__What is expected__:
Each record below needs to be written out exactly as it appears.

(Records from a dataset)
○ ○ ○
//! # avmcore: persistence and execution core of an AVM node
//!
//! - In short, avmcore keeps a deterministic virtual machine running over an ordered inbox of
//!   messages, and remembers enough about it to answer questions about the past and to rewind
//!   when the inbox turns out to be different from what we thought.
//!
//! # Overview
//! The crate consists of a few modules that can also be used on their own:
//!
//! - [store]: the storage contract (snapshots, atomic write batches) and the transactions built
//!   on top of it, plus an in-memory implementation. A RocksDB-backed store lives in the
//!   `avmcore-tools` crate.
//! - [value]: content-addressed machine values, the shared value cache and the reference-counted
//!   value table.
//! - [code]: the append-only table of code segments shared by machines.
//! - [machine]: the contract the core expects from the VM ([machine::Machine]).
//! - [core]: [ArbCore](core/struct.ArbCore.html) itself.
//! - [config], [common]: tunables and basic types.
//!
//! # On the Data Flow
//!
//! ```notrust
//!     producer                         consumers
//!        |                             |        ^
//!   deliver_messages()          queries, cursors |
//!        v                             v        |
//!   [  mailbox  ] ---> [ execution thread ] ---> [ store ]
//!                        |    ^      |            ^   |
//!                        v    |      '-- logs, sends, checkpoints
//!                      [ live machine ]                |
//!                                                 reorg (truncate)
//! ```
//!
//! The execution thread is the only writer of machine output. It validates a delivered batch
//! against the stored inbox accumulator; a batch that does not extend the known inbox is
//! answered with `NeedOlder`, a batch that disagrees with stored messages first rolls the core
//! back to the newest checkpoint before the disagreement. Every step (new messages, machine
//! output, counters, checkpoint) is recorded in one transaction, so readers always see a
//! consistent prefix of history and a crash loses at most the step in flight.
//!
//! Checkpoints are taken periodically (see [config::CoreConfig]) and are what execution
//! cursors replay from: to look at the machine after some amount of gas, the core loads the
//! newest checkpoint at or below it and re-runs the stored inbox from there.

#[macro_use] extern crate num_derive;

pub mod code;
pub mod common;
pub mod config;
pub mod core;
pub mod machine;
pub mod store;
pub mod value;

pub use crate::core::{ArbCore, Checkpoint, CoreError};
○ ○ ○
__Response__:
//! # avmcore: persistence and execution core of an AVM node
//!
//! - In short, avmcore keeps a deterministic virtual machine running over an ordered inbox of
//!   messages, and remembers enough about it to answer questions about the past and to rewind
//!   when the inbox turns out to be different from what we thought.
//!
//! # Overview
//! The crate consists of a few modules that can also be used on their own:
//!
//! - [store]: the storage contract (snapshots, atomic write batches) and the transactions built
//!   on top of it, plus an in-memory implementation. A RocksDB-backed store lives in the
//!   `avmcore-tools` crate.
//! - [value]: content-addressed machine values, the shared value cache and the reference-counted
//!   value table.
//! - [code]: the append-only table of code segments shared by machines.
//! - [machine]: the contract the core expects from the VM ([machine::Machine]).
//! - [core]: [ArbCore](core/struct.ArbCore.html) itself.
//! - [config], [common]: tunables and basic types.
//!
//! # On the Data Flow
//!
//! ```notrust
//!     producer                         consumers
//!        |                             |        ^
//!   deliver_messages()          queries, cursors |
//!        v                             v        |
//!   [  mailbox  ] ---> [ execution thread ] ---> [ store ]
//!                        |    ^      |            ^   |
//!                        v    |      '-- logs, sends, checkpoints
//!                      [ live machine ]                |
//!                                                 reorg (truncate)
//! ```
//!
//! The execution thread is the only writer of machine output. It validates a delivered batch
//! against the stored inbox accumulator; a batch that does not extend the known inbox is
//! answered with `NeedOlder`, a batch that disagrees with stored messages first rolls the core
//! back to the newest checkpoint before the disagreement. Every step (new messages, machine
//! output, counters, checkpoint) is recorded in one transaction, so readers always see a
//! consistent prefix of history and a crash loses at most the step in flight.
//!
//! Checkpoints are taken periodically (see [config::CoreConfig]) and are what execution
//! cursors replay from: to look at the machine after some amount of gas, the core loads the
//! newest checkpoint at or below it and re-runs the stored inbox from there.

#[macro_use] extern crate num_derive;

pub mod code;
pub mod common;
pub mod config;
pub mod core;
pub mod machine;
pub mod store;
pub mod value;

pub use crate::core::{ArbCore, Checkpoint, CoreError};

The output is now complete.